The belt is an 012 - according to browns it is the right belt. It is new. No detectable flat spots.

On primary engagment - I'm not sure what weights are in it - should I switch to yellow/green spring?

I've heard the battery and ground issue before. I want to tackle this one step at a time so first I'll fix the belt properly (deflection, alignment, and center to center) before messing with clutches. Then if I'm still bogging I'll work the clutches out. Then if I'm still bogging I'll check battery and fuel, grounds, pick up tubes, piston wash, plugs, TPS, stator, geez the list is endless at that point!

So on the belt issue - I separated the secondary and saw the shims you told me about. I'll remove one at a time (I think there were only two in there) and see where that puts the belt.

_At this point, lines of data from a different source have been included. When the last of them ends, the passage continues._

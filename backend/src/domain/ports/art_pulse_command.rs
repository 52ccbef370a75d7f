//! Driving port for Art Pulse session maintenance.

use async_trait::async_trait;
use chrono::{DateTime, Duration, Utc};
use serde::{Deserialize, Serialize};
use uuid::Uuid;

use crate::domain::{
    ArtPulseSession, Error, SESSION_DURATION_MINUTES, SESSION_START_HOUR, SessionStatus,
};

/// Serialisable session payload for driving ports.
#[derive(Debug, Clone, Copy, PartialEq, Eq, Serialize, Deserialize)]
#[serde(rename_all = "camelCase")]
pub struct ArtPulseSessionPayload {
    /// Session identifier.
    pub id: Uuid,
    /// Challenge this session belongs to.
    pub daily_challenge_id: Uuid,
    /// Window open time.
    pub start_time: DateTime<Utc>,
    /// Window close time.
    pub end_time: DateTime<Utc>,
    /// Current lifecycle status.
    pub status: SessionStatus,
}

impl From<ArtPulseSession> for ArtPulseSessionPayload {
    fn from(value: ArtPulseSession) -> Self {
        Self {
            id: value.id,
            daily_challenge_id: value.daily_challenge_id,
            start_time: value.start_time,
            end_time: value.end_time,
            status: value.status,
        }
    }
}

/// Result of the idempotent daily session initialiser.
#[derive(Debug, Clone, Copy, PartialEq, Eq, Serialize, Deserialize)]
#[serde(rename_all = "camelCase")]
pub struct DailySessionOutcome {
    /// The session for today's challenge, new or pre-existing.
    pub session: ArtPulseSessionPayload,
    /// Whether this invocation created the session.
    pub created: bool,
}

/// Transition counts from one status sweep.
#[derive(Debug, Clone, Copy, PartialEq, Eq, Serialize, Deserialize)]
#[serde(rename_all = "camelCase")]
pub struct TransitionSweepReport {
    /// Sessions moved `scheduled → active`.
    pub activated: u64,
    /// Sessions moved to `completed`.
    pub completed: u64,
}

/// Port exposed to inbound adapters and schedulers for session maintenance.
#[cfg_attr(test, mockall::automock)]
#[async_trait]
pub trait ArtPulseCommand: Send + Sync {
    /// Ensure today's session exists, creating it when absent.
    async fn create_daily_session(&self) -> Result<DailySessionOutcome, Error>;

    /// Apply the two conditional status transitions against the clock.
    async fn sweep_session_statuses(&self) -> Result<TransitionSweepReport, Error>;
}

/// Fixture implementation for wiring tests and doc examples.
#[derive(Debug, Default, Clone, Copy)]
pub struct FixtureArtPulseCommand;

#[async_trait]
impl ArtPulseCommand for FixtureArtPulseCommand {
    async fn create_daily_session(&self) -> Result<DailySessionOutcome, Error> {
        let start_time = Utc::now()
            .date_naive()
            .and_hms_opt(SESSION_START_HOUR, 0, 0)
            .ok_or_else(|| Error::internal("fixture session window is unrepresentable"))?
            .and_utc();
        Ok(DailySessionOutcome {
            session: ArtPulseSessionPayload {
                id: Uuid::new_v4(),
                daily_challenge_id: Uuid::new_v4(),
                start_time,
                end_time: start_time + Duration::minutes(SESSION_DURATION_MINUTES),
                status: SessionStatus::Scheduled,
            },
            created: true,
        })
    }

    async fn sweep_session_statuses(&self) -> Result<TransitionSweepReport, Error> {
        Ok(TransitionSweepReport {
            activated: 0,
            completed: 0,
        })
    }
}
//! Pure compatibility scoring over aesthetic trait vectors.
//!
//! The scorer compares two [`TraitVector`]s axis by axis. Differences are not
//! penalised uniformly: the quiz's behavioural hypothesis is that social and
//! abstract-taste differences between two people are tolerable, even
//! complementary, while emotional-processing and structure-preference
//! differences matter far more. The weights below encode that hypothesis and
//! are the single place to tune it.
//!
//! All functions here are deterministic and free of I/O; the surrounding
//! service owns profile resolution and persistence.

use std::collections::BTreeSet;

use chrono::{DateTime, Utc};
use serde::{Deserialize, Serialize};

use super::personality::{PersonalityCode, TraitVector};
use super::user::UserId;

/// Fraction of an axis gap that counts against the pair on axes where
/// differences are acceptable or complementary (social, abstract).
pub const DIFFERENCE_TOLERANT_WEIGHT: f64 = 0.3;

/// Fraction of an axis gap that counts against the pair on axes where
/// similarity matters (emotional, structured).
pub const SIMILARITY_CRITICAL_WEIGHT: f64 = 0.8;

/// Contribution of the social dimension to the overall score.
pub const OVERALL_WEIGHT_SOCIAL: f64 = 0.20;
/// Contribution of the artistic dimension to the overall score.
pub const OVERALL_WEIGHT_ARTISTIC: f64 = 0.20;
/// Contribution of the emotional dimension to the overall score.
pub const OVERALL_WEIGHT_EMOTIONAL: f64 = 0.35;
/// Contribution of the structural dimension to the overall score.
pub const OVERALL_WEIGHT_STRUCTURAL: f64 = 0.25;

/// Axis gap above which opposite social or abstract styles are reported as a
/// complementary pairing.
pub const COMPLEMENTARY_GAP_THRESHOLD: f64 = 60.0;

/// Axis gap below which emotional or structured styles are reported as being
/// in harmony.
pub const HARMONY_GAP_THRESHOLD: f64 = 30.0;

/// Per-dimension compatibility sub-scores, each an integer in `[0, 100]`.
///
/// The external key names diverge from the internal trait names on two axes:
/// the abstract trait is reported as `artistic` and the structured trait as
/// `structural`. That naming is part of the stored and served contract.
#[derive(Debug, Clone, Copy, PartialEq, Eq, Serialize, Deserialize)]
#[serde(rename_all = "camelCase")]
pub struct DimensionScores {
    /// Social axis sub-score.
    pub social: u8,
    /// Abstract axis sub-score, reported under the `artistic` key.
    pub artistic: u8,
    /// Emotional axis sub-score.
    pub emotional: u8,
    /// Structured axis sub-score, reported under the `structural` key.
    pub structural: u8,
}

/// Free-form quiz answers used only for shared-interest tagging.
///
/// The payload is loosely typed by design; unknown keys are ignored and every
/// field may be absent. A missing payload means "no match possible", never an
/// error.
#[derive(Debug, Clone, Default, PartialEq, Eq, Serialize, Deserialize)]
#[serde(rename_all = "camelCase", default)]
pub struct QuizResponses {
    /// Preferred art style, e.g. `impressionism`.
    pub favorite_art_style: Option<String>,
    /// Self-reported museum visit cadence.
    pub museum_visit_frequency: Option<String>,
    /// Colours the user gravitates towards, treated as an unordered set.
    pub preferred_colors: Vec<String>,
}

/// Unordered pair of user identifiers with a canonical ordering.
///
/// Scoring is symmetric, so `(a, b)` and `(b, a)` must address the same
/// stored score. The constructor orders the two identifiers, making the pair
/// a stable persistence key regardless of argument order.
#[derive(Debug, Clone, Copy, PartialEq, Eq, Hash)]
pub struct UserPair {
    first: UserId,
    second: UserId,
}

impl UserPair {
    /// Build a canonically ordered pair from two identifiers.
    ///
    /// # Examples
    /// ```
    /// use sayu_backend::domain::{UserId, UserPair};
    ///
    /// let a = UserId::random();
    /// let b = UserId::random();
    /// assert_eq!(UserPair::new(a, b), UserPair::new(b, a));
    /// ```
    pub fn new(a: UserId, b: UserId) -> Self {
        if a <= b {
            Self {
                first: a,
                second: b,
            }
        } else {
            Self {
                first: b,
                second: a,
            }
        }
    }

    /// Lower identifier under canonical ordering.
    pub const fn first(&self) -> UserId {
        self.first
    }

    /// Higher identifier under canonical ordering.
    pub const fn second(&self) -> UserId {
        self.second
    }
}

/// Persisted compatibility result for a user pair.
///
/// Upserted on every scoring run for the pair; last write wins. The codes are
/// captured at calculation time so later quiz retakes do not silently change
/// the meaning of a stored score.
#[derive(Debug, Clone, PartialEq)]
pub struct CompatibilityScore {
    /// Canonically ordered pair the score belongs to.
    pub pair: UserPair,
    /// Personality code of [`UserPair::first`] at calculation time.
    pub first_code: PersonalityCode,
    /// Personality code of [`UserPair::second`] at calculation time.
    pub second_code: PersonalityCode,
    /// Overall compatibility in `[0, 100]`.
    pub overall: u8,
    /// Per-dimension sub-scores.
    pub dimensions: DimensionScores,
    /// Human-readable shared-interest tags.
    pub shared_interests: Vec<String>,
    /// Human-readable complementary-trait tags.
    pub complementary_traits: Vec<String>,
    /// When the calculation ran.
    pub calculated_at: DateTime<Utc>,
}

fn dimension_score(a: f64, b: f64, gap_weight: f64) -> u8 {
    round_to_score((a - b).abs().mul_add(-gap_weight, 100.0))
}

fn round_to_score(value: f64) -> u8 {
    value.round().clamp(0.0, 100.0) as u8
}

/// Score each axis of the two trait vectors.
///
/// Every sub-score is `100 - gap * weight`, with the tolerant weight on the
/// social and abstract axes and the critical weight on the emotional and
/// structured axes.
///
/// # Examples
/// ```
/// use sayu_backend::domain::{score_dimensions, PersonalityCode};
///
/// let a = "LAEF".parse::<PersonalityCode>().expect("valid code").traits();
/// let b = "SRMC".parse::<PersonalityCode>().expect("valid code").traits();
/// let dims = score_dimensions(&a, &b);
/// assert_eq!((dims.social, dims.emotional), (70, 20));
/// ```
pub fn score_dimensions(first: &TraitVector, second: &TraitVector) -> DimensionScores {
    DimensionScores {
        social: dimension_score(first.social, second.social, DIFFERENCE_TOLERANT_WEIGHT),
        artistic: dimension_score(
            first.abstraction,
            second.abstraction,
            DIFFERENCE_TOLERANT_WEIGHT,
        ),
        emotional: dimension_score(first.emotional, second.emotional, SIMILARITY_CRITICAL_WEIGHT),
        structural: dimension_score(
            first.structured,
            second.structured,
            SIMILARITY_CRITICAL_WEIGHT,
        ),
    }
}

/// Weighted average of the four dimension scores, rounded to an integer.
pub fn overall_score(dimensions: DimensionScores) -> u8 {
    let weighted = f64::from(dimensions.social) * OVERALL_WEIGHT_SOCIAL
        + f64::from(dimensions.artistic) * OVERALL_WEIGHT_ARTISTIC
        + f64::from(dimensions.emotional) * OVERALL_WEIGHT_EMOTIONAL
        + f64::from(dimensions.structural) * OVERALL_WEIGHT_STRUCTURAL;
    round_to_score(weighted)
}

fn both_present_and_equal(a: Option<&String>, b: Option<&String>) -> bool {
    // A field absent on both sides is "neither stated a preference", not a
    // shared one, so the comparison requires two present values.
    matches!((a, b), (Some(left), Some(right)) if left == right)
}

/// Derive shared-interest tags from two quiz response payloads.
///
/// Each check contributes at most one tag, in check order. Missing payloads
/// or fields simply produce no tag.
pub fn shared_interests(
    first: Option<&QuizResponses>,
    second: Option<&QuizResponses>,
) -> Vec<String> {
    let (Some(first), Some(second)) = (first, second) else {
        return Vec::new();
    };

    let mut tags = Vec::new();

    if both_present_and_equal(
        first.favorite_art_style.as_ref(),
        second.favorite_art_style.as_ref(),
    ) {
        tags.push("Same preferred art style".to_owned());
    }

    if both_present_and_equal(
        first.museum_visit_frequency.as_ref(),
        second.museum_visit_frequency.as_ref(),
    ) {
        tags.push("Similar museum visit frequency".to_owned());
    }

    let first_colours: BTreeSet<&String> = first.preferred_colors.iter().collect();
    let second_colours: BTreeSet<&String> = second.preferred_colors.iter().collect();
    let shared_colours = first_colours.intersection(&second_colours).count();
    if shared_colours > 0 {
        let noun = if shared_colours == 1 {
            "colour preference"
        } else {
            "colour preferences"
        };
        tags.push(format!("{shared_colours} shared {noun}"));
    }

    tags
}

/// Derive complementary-trait tags from two trait vectors.
///
/// The four checks are independent, so anywhere from zero to four tags can
/// result: wide gaps on the tolerant axes read as complementary, narrow gaps
/// on the critical axes read as harmonious.
pub fn complementary_traits(first: &TraitVector, second: &TraitVector) -> Vec<String> {
    let mut tags = Vec::new();

    if (first.social - second.social).abs() > COMPLEMENTARY_GAP_THRESHOLD {
        tags.push("Balances solo and shared viewing styles".to_owned());
    }
    if (first.abstraction - second.abstraction).abs() > COMPLEMENTARY_GAP_THRESHOLD {
        tags.push("Brings together abstract and representational tastes".to_owned());
    }
    if (first.emotional - second.emotional).abs() < HARMONY_GAP_THRESHOLD {
        tags.push("Harmonious emotional approach to art".to_owned());
    }
    if (first.structured - second.structured).abs() < HARMONY_GAP_THRESHOLD {
        tags.push("Aligned pace when moving through an exhibition".to_owned());
    }

    tags
}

Can you by chance answer three questions for me?
  1. Can you tell me the spec for center to center distance and briefly how to measure? (edit - ok looks like this is supposed to be 12.2" - is it reasonable to just eyeball center of crank to center of jackshaft with all clutches off and measure by hand?)
  2. Is there a backwoods method of aligning the clutches without the fancy tool? (edit - finally saw how the tool works - looks fairly hard to do without the tool...I'm hoping to get deflection fixed first - if the bog improves I'll invest the money in the tool to get offset correct...just read too many posts and even heard tales from the dealer of completely unsolvable 580 efi bogs...guys that have replaced everything from wiring harnesses to ecus and from fuel pumps to stators...amazing that these are unfixable)
  3. If I run out of shims adjusting deflection and I have the correct belt what could that possibly mean? What can I do about it? Buy a shorter belt? Wider belt? Mess with shims at motor mounts?
Thanks a bunch for the help!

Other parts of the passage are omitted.